On the basis of epidemiologic data and our in vitro work, it would seem prudent to withhold TNF-α inhibitors in patients being treated for histoplasmosis. Chronic antifungal maintenance therapy may be needed if TNF-α inhibiting therapy is resumed. Itraconazole maintenance therapy prevents relapse of histoplasmosis in persons with AIDS (22) and would be expected to be effective in patients who reinstitute TNF-α inhibiting therapy. If chronic maintenance therapy is not implemented, urine antigen screening at 3-month intervals may be performed to look for recurrence.
Screening for exposure to H. capsulatum before beginning anti–TNF-α therapy would also seem reasonable. It is already standard of care to screen for tuberculosis with placement of a PPD before starting therapy with many immunosuppressive agents. However, it is unclear whether remote exposure to H. capsulatum predicts risk of recurrent infection. Modes of acquisition of active infection in immunocompromised hosts may include exogenous exposure or reactivation of latent infection.
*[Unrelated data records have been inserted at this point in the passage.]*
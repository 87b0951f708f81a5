//! Typed, null-tolerant readers over [`BlockData`].
//!
//! The YAML layer has no native timestamp type. Timestamps live in block
//! data as RFC 3339 strings produced by [`format_timestamp`], so
//! [`header_str`] returns them in canonical form and [`header_datetime`]
//! parses them back.

use chrono::{DateTime, NaiveDate, NaiveDateTime, SecondsFormat, Utc};
use serde_yaml::Value;

use super::BlockData;

/// Read a field as a string.
///
/// Strings are returned as-is, scalars are stringified, tagged values are
/// unwrapped, and collections are rendered as YAML. Absent and null fields
/// give `None`.
pub fn header_str(data: &BlockData, key: &str) -> Option<String> {
    value_to_string(data.get(key)?)
}

fn value_to_string(value: &Value) -> Option<String> {
    match value {
        Value::Null => None,
        Value::String(s) => Some(s.clone()),
        Value::Bool(b) => Some(b.to_string()),
        Value::Number(n) => Some(n.to_string()),
        Value::Tagged(tagged) => value_to_string(&tagged.value),
        Value::Sequence(_) | Value::Mapping(_) => serde_yaml::to_string(value)
            .ok()
            .map(|s| s.trim_end().to_owned()),
    }
}

/// Read a field stored as a YAML integer.
///
/// Numeric strings and floats give `None`; no coercion is attempted.
pub fn header_int(data: &BlockData, key: &str) -> Option<i64> {
    match data.get(key)? {
        Value::Number(n) => n.as_i64(),
        _ => None,
    }
}

/// Read a field stored as an ISO-8601 timestamp string. Tagged values are
/// unwrapped first, as in [`header_str`].
pub fn header_datetime(data: &BlockData, key: &str) -> Option<DateTime<Utc>> {
    value_to_datetime(data.get(key)?)
}

fn value_to_datetime(value: &Value) -> Option<DateTime<Utc>> {
    match value {
        Value::String(s) => parse_timestamp(s),
        Value::Tagged(tagged) => value_to_datetime(&tagged.value),
        _ => None,
    }
}

/// Parse an ISO-8601 timestamp.
///
/// A trailing `Z` is treated as `+00:00`. Timestamps without an offset, and
/// bare dates, are taken as UTC.
pub fn parse_timestamp(raw: &str) -> Option<DateTime<Utc>> {
    let raw = raw.trim();
    let normalized = match raw.strip_suffix('Z').or_else(|| raw.strip_suffix('z')) {
        Some(head) => format!("{head}+00:00"),
        None => raw.to_owned(),
    };

    if let Ok(dt) = DateTime::parse_from_rfc3339(&normalized) {
        return Some(dt.with_timezone(&Utc));
    }
    for format in ["%Y-%m-%dT%H:%M:%S%.f", "%Y-%m-%d %H:%M:%S%.f"] {
        if let Ok(naive) = NaiveDateTime::parse_from_str(&normalized, format) {
            return Some(naive.and_utc());
        }
    }
    NaiveDate::parse_from_str(&normalized, "%Y-%m-%d")
        .ok()
        .and_then(|date| date.and_hms_opt(0, 0, 0))
        .map(|naive| naive.and_utc())
}

/// Canonical string form of a timestamp, e.g. `2024-01-15T10:30:00Z`.
///
/// Matches chrono's own serde output, so headers written through either path
/// agree byte for byte.
pub fn format_timestamp(dt: &DateTime<Utc>) -> String {
    dt.to_rfc3339_opts(SecondsFormat::AutoSi, true)
}

/// Serde adapters for `DateTime<Utc>` record fields.
///
/// Writes [`format_timestamp`] and reads through [`parse_timestamp`], so a
/// typed record decodes every timestamp its schema accepts.
pub mod timestamp_serde {
    use chrono::{DateTime, Utc};
    use serde::de::Error as _;
    use serde::{Deserialize, Deserializer, Serializer};

    use super::{format_timestamp, parse_timestamp};

    pub fn serialize<S: Serializer>(dt: &DateTime<Utc>, serializer: S) -> Result<S::Ok, S::Error> {
        serializer.serialize_str(&format_timestamp(dt))
    }

    pub fn deserialize<'de, D: Deserializer<'de>>(
        deserializer: D,
    ) -> Result<DateTime<Utc>, D::Error> {
        let raw = String::deserialize(deserializer)?;
        parse_timestamp(&raw).ok_or_else(|| D::Error::custom(format!("invalid timestamp {raw:?}")))
    }

    /// The same, for optional fields. Pair with `#[serde(default)]`.
    pub mod option {
        use chrono::{DateTime, Utc};
        use serde::de::Error as _;
        use serde::{Deserialize, Deserializer, Serializer};

        use super::{format_timestamp, parse_timestamp};

        pub fn serialize<S: Serializer>(
            dt: &Option<DateTime<Utc>>,
            serializer: S,
        ) -> Result<S::Ok, S::Error> {
            match dt {
                Some(dt) => serializer.serialize_some(&format_timestamp(dt)),
                None => serializer.serialize_none(),
            }
        }

        pub fn deserialize<'de, D: Deserializer<'de>>(
            deserializer: D,
        ) -> Result<Option<DateTime<Utc>>, D::Error> {
            Option::<String>::deserialize(deserializer)?
                .map(|raw| {
                    parse_timestamp(&raw)
                        .ok_or_else(|| D::Error::custom(format!("invalid timestamp {raw:?}")))
                })
                .transpose()
        }
    }
}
However, numerous studies have shown that histoplasmosis in immunosuppressed patients is relatively uncommon, even in endemic areas (9, 23, 24). These data suggest that reactivation of “latent” infection during immunosuppression is rare, and exogenous exposure of nonimmune or previously infected hosts is the more common mode of acquisition. Furthermore, screening for histoplasmosis using skin test reactivity or serology has not been shown to predict which immunosuppressed patients will develop active infection (24–26). Thus screening for histoplasmosis in patients about to start immunosuppressive therapy, including anti–TNF-α antibodies, is not recommended at this time.
In summary, patients receiving anti–TNF-α therapy are at risk for developing severe histoplasmosis. This may be due to impairment of the normal TH1 immune response to H. capsulatum. Patients starting anti–TNF-α should be followed closely for the development of granulomatous infections, including histoplasmosis.